▶ Task statement:
Using the entries below, copy out all lines where "SecurityConfig" is found.

▶ Provided records:
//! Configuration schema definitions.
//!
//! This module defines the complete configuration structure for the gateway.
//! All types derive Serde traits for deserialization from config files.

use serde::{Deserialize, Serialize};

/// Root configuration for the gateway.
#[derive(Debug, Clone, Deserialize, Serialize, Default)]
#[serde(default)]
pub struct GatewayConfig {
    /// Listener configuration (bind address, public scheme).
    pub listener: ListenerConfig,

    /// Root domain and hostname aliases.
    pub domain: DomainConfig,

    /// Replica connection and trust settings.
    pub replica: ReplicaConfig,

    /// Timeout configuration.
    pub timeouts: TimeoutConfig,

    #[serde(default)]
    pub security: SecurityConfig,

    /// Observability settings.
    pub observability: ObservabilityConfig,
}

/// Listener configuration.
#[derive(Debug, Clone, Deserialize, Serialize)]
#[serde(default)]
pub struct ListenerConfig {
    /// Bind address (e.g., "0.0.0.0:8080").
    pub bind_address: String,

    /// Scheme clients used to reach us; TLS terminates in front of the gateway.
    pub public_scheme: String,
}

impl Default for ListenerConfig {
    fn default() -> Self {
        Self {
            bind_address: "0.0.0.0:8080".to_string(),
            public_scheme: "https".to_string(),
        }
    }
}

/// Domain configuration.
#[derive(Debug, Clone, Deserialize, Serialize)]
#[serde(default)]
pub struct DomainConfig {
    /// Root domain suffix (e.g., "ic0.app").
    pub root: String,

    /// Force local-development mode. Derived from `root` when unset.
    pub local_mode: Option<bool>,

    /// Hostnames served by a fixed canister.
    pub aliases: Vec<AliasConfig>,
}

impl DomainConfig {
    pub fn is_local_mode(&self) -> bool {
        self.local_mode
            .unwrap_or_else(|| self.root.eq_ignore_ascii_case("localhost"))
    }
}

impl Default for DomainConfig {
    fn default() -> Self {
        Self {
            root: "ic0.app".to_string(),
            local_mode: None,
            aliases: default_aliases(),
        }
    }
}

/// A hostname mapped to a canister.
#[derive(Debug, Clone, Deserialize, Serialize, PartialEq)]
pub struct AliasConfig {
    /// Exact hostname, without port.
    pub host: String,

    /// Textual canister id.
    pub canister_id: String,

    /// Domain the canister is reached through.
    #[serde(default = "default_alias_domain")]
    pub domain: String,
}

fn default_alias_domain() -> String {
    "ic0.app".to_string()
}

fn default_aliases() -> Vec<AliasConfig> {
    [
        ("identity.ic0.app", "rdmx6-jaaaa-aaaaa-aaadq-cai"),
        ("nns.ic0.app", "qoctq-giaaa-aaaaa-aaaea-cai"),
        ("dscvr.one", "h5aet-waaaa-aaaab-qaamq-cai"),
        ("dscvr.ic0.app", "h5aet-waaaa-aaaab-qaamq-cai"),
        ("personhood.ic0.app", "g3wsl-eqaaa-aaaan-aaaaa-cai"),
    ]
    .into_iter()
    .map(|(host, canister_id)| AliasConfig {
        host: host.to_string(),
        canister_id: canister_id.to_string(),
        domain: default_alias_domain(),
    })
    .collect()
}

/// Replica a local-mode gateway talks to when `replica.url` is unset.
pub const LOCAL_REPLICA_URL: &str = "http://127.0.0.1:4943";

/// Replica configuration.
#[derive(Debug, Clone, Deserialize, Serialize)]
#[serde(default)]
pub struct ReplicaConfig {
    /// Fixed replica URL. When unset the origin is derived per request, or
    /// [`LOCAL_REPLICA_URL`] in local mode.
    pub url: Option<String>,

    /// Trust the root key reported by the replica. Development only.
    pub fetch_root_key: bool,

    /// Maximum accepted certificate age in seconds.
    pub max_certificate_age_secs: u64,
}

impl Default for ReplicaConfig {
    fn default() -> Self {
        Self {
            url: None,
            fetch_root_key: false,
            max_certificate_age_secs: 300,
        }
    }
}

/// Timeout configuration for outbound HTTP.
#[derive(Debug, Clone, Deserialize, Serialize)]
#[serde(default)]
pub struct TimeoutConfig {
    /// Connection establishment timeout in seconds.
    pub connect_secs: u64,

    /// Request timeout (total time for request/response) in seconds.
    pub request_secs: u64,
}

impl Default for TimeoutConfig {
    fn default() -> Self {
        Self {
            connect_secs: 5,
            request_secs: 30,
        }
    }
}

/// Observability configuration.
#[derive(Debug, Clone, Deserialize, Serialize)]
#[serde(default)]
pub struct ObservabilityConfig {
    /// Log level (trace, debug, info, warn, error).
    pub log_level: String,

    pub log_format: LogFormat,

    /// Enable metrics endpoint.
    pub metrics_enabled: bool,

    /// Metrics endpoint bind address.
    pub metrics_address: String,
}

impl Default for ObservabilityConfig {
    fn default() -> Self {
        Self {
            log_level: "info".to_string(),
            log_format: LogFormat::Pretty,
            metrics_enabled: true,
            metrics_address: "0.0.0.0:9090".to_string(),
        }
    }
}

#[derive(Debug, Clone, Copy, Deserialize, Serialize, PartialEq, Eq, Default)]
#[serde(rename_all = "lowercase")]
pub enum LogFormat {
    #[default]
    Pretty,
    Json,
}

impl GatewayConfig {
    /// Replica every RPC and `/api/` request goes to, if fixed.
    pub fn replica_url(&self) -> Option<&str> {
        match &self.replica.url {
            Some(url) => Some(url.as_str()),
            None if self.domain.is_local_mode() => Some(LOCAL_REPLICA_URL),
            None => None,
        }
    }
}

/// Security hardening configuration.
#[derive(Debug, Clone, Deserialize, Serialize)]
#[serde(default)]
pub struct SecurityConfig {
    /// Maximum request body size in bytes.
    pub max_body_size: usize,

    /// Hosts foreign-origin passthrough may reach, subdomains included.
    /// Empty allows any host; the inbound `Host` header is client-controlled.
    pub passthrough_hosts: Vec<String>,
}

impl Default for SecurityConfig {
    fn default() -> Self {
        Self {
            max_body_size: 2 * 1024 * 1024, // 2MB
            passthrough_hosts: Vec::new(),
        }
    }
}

▶ Solution below:
    pub security: SecurityConfig,
pub struct SecurityConfig {
impl Default for SecurityConfig {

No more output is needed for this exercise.